**Exercise aim**
Each line in the records that mentions the word "impl" needs to be listed.

[Start of section]

//! Configuration Loader
//!
//! Handles loading and merging configuration from multiple sources with proper precedence.

use crate::global::GlobalConfig;
use crate::project::ProjectConfig;
use crate::settings::{
    ModuleSettings, ToolPaths, DEFAULT_INCLUDE, DEFAULT_JAVA_VERSION, DEFAULT_MIN_SDK,
    DEFAULT_TARGET_SDK,
};
use crate::{ConfigError, ConfigResult, PROJECT_CONFIG_FILE};
use std::env;
use std::path::{Path, PathBuf};

/// Configuration loader
///
/// Loads configuration from multiple sources and merges them with proper precedence:
/// 1. Global config (~/.aarkit/config.toml) - lowest priority
/// 2. Project config (./aarkit.toml) - overrides global
/// 3. Environment variables (AARKIT_*) - overrides project
/// 4. CLI flags - highest priority (handled by caller)
pub struct ConfigLoader {
    /// Cached global config path
    global_config_path: Option<PathBuf>,
}

/// Merged configuration result
#[derive(Debug, Clone)]
pub struct Config {
    /// Project configuration
    pub project: ProjectConfig,

    /// Global configuration
    pub global: GlobalConfig,

    /// Project root directory (where aarkit.toml was found)
    pub project_root: Option<PathBuf>,
}

impl ConfigLoader {
    /// Create a new configuration loader
    pub fn new() -> Self {
        Self {
            global_config_path: None,
        }
    }

    /// Use an explicit global config file instead of ~/.aarkit/config.toml
    pub fn with_global_config_path(mut self, path: impl Into<PathBuf>) -> Self {
        self.global_config_path = Some(path.into());
        self
    }

    /// Load configuration starting from the given directory
    ///
    /// Walks up the directory tree to find aarkit.toml, then loads and merges
    /// global config if it exists.
    pub fn load_from_directory(&mut self, start_dir: &Path) -> ConfigResult<Config> {
        let (project_root, project_config) = self.find_project_config(start_dir)?;

        let global_config = self.load_global_config()?;

        let project_config = self.apply_env_overrides(project_config)?;

        Ok(Config {
            project: project_config,
            global: global_config,
            project_root,
        })
    }

    /// Load configuration from a specific project config file
    pub fn load_from_file(&mut self, config_path: &Path) -> ConfigResult<Config> {
        let project_config = ProjectConfig::load_from_file(config_path)?;
        let global_config = self.load_global_config()?;
        let project_config = self.apply_env_overrides(project_config)?;

        let project_root = config_path.parent().map(|p| p.to_path_buf());

        Ok(Config {
            project: project_config,
            global: global_config,
            project_root,
        })
    }

    /// Find project configuration by walking up directory tree
    fn find_project_config(
        &self,
        start_dir: &Path,
    ) -> ConfigResult<(Option<PathBuf>, ProjectConfig)> {
        let mut current = start_dir.to_path_buf();

        loop {
            let config_path = current.join(PROJECT_CONFIG_FILE);

            if config_path.exists() {
                let project_config = ProjectConfig::load_from_file(&config_path)?;
                return Ok((Some(current), project_config));
            }

            match current.parent() {
                Some(parent) => current = parent.to_path_buf(),
                None => return Ok((None, ProjectConfig::default())),
            }
        }
    }

    /// Load global configuration, defaulting when the file is absent
    fn load_global_config(&mut self) -> ConfigResult<GlobalConfig> {
        let path = match &self.global_config_path {
            Some(path) => path.clone(),
            None => match GlobalConfig::global_config_path() {
                Ok(path) => {
                    self.global_config_path = Some(path.clone());
                    path
                }
                Err(ConfigError::HomeNotFound) => return Ok(GlobalConfig::default()),
                Err(e) => return Err(e),
            },
        };

        if !path.exists() {
            return Ok(GlobalConfig::default());
        }

        GlobalConfig::load_from_file(&path)
    }

    /// Apply environment variable overrides to project config
    ///
    /// Recognised variables: AARKIT_INCLUDE, AARKIT_MIN_SDK, AARKIT_TARGET_SDK,
    /// AARKIT_BOOTSTRAP_JAR, AARKIT_LAMBDA_STUBS_JAR, AARKIT_AAPT2, AARKIT_JAVAC.
    fn apply_env_overrides(&self, mut config: ProjectConfig) -> ConfigResult<ProjectConfig> {
        if let Ok(include) = env::var("AARKIT_INCLUDE") {
            config.assemble_mut().include = Some(include);
        }

        if let Ok(min_sdk) = env::var("AARKIT_MIN_SDK") {
            config.assemble_mut().min_sdk = Some(parse_sdk("AARKIT_MIN_SDK", &min_sdk)?);
        }

        if let Ok(target_sdk) = env::var("AARKIT_TARGET_SDK") {
            config.assemble_mut().target_sdk =
                Some(parse_sdk("AARKIT_TARGET_SDK", &target_sdk)?);
        }

        if let Ok(jar) = env::var("AARKIT_BOOTSTRAP_JAR") {
            config.platform_mut().bootstrap_jar = Some(PathBuf::from(jar));
        }

        if let Ok(jar) = env::var("AARKIT_LAMBDA_STUBS_JAR") {
            config.platform_mut().lambda_stubs_jar = Some(PathBuf::from(jar));
        }

        if let Ok(aapt2) = env::var("AARKIT_AAPT2") {
            config.tools_mut().aapt2 = Some(PathBuf::from(aapt2));
        }

        if let Ok(javac) = env::var("AARKIT_JAVAC") {
            config.tools_mut().javac = Some(PathBuf::from(javac));
        }

        config.validate()?;
        Ok(config)
    }
}

impl Default for ConfigLoader {
    fn default() -> Self {
        Self::new()
    }
}

fn parse_sdk(var: &str, value: &str) -> ConfigResult<u32> {
    value
        .trim()
        .parse::<u32>()
        .map_err(|e| ConfigError::InvalidValue {
            field: var.to_string(),
            reason: format!("'{}' is not an SDK level: {}", value, e),
        })
}

impl Config {
    /// Get the project root directory
    pub fn project_root(&self) -> Option<&Path> {
        self.project_root.as_deref()
    }

    /// Check if this is a project (has aarkit.toml)
    pub fn is_project(&self) -> bool {
        self.project_root.is_some()
    }

    /// Raw include list (defaults to "[]")
    pub fn include_list(&self) -> &str {
        self.project.include().unwrap_or(DEFAULT_INCLUDE)
    }

    /// Resolve the effective module settings (project > global > defaults)
    pub fn module_settings(&self) -> ConfigResult<ModuleSettings> {
        let assemble = self.project.assemble.clone().unwrap_or_default();
        let platform = self.project.platform.as_ref();

        let bootstrap_jar = platform
            .and_then(|p| p.bootstrap_jar.as_deref())
            .or_else(|| self.global.bootstrap_jar())
            .ok_or_else(|| ConfigError::MissingField {
                field: "platform.bootstrap-jar".to_string(),
                env: "AARKIT_BOOTSTRAP_JAR".to_string(),
            })?;

        let lambda_stubs_jar = platform
            .and_then(|p| p.lambda_stubs_jar.as_deref())
            .or_else(|| self.global.lambda_stubs_jar())
            .ok_or_else(|| ConfigError::MissingField {
                field: "platform.lambda-stubs-jar".to_string(),
                env: "AARKIT_LAMBDA_STUBS_JAR".to_string(),
            })?;

        Ok(ModuleSettings {
            include: self.include_list().to_string(),
            min_sdk: assemble.min_sdk.unwrap_or(DEFAULT_MIN_SDK),
            target_sdk: assemble.target_sdk.unwrap_or(DEFAULT_TARGET_SDK),
            java_version: assemble
                .java_version
                .unwrap_or_else(|| DEFAULT_JAVA_VERSION.to_string()),
            bootstrap_jar: self.resolve(bootstrap_jar),
            lambda_stubs_jar: self.resolve(lambda_stubs_jar),
        })
    }

    /// Resolve tool executables (project > global > PATH lookup names)
    pub fn tool_paths(&self) -> ToolPaths {
        let defaults = ToolPaths::default();
        let project = self.project.tools.as_ref();
        let global = self.global.tools.as_ref();

        let aapt2 = project
            .and_then(|t| t.aapt2.clone())
            .or_else(|| global.and_then(|t| t.aapt2.clone()))
            .unwrap_or(defaults.aapt2);
        let javac = project
            .and_then(|t| t.javac.clone())
            .or_else(|| global.and_then(|t| t.javac.clone()))
            .unwrap_or(defaults.javac);

        ToolPaths { aapt2, javac }
    }

    /// Relative paths are taken relative to the project root
    fn resolve(&self, path: &Path) -> PathBuf {
        match &self.project_root {
            Some(root) if path.is_relative() => root.join(path),
            _ => path.to_path_buf(),
        }
    }
}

[End of section]

**Answer area**
impl ConfigLoader {
    pub fn with_global_config_path(mut self, path: impl Into<PathBuf>) -> Self {
impl Default for ConfigLoader {
impl Config {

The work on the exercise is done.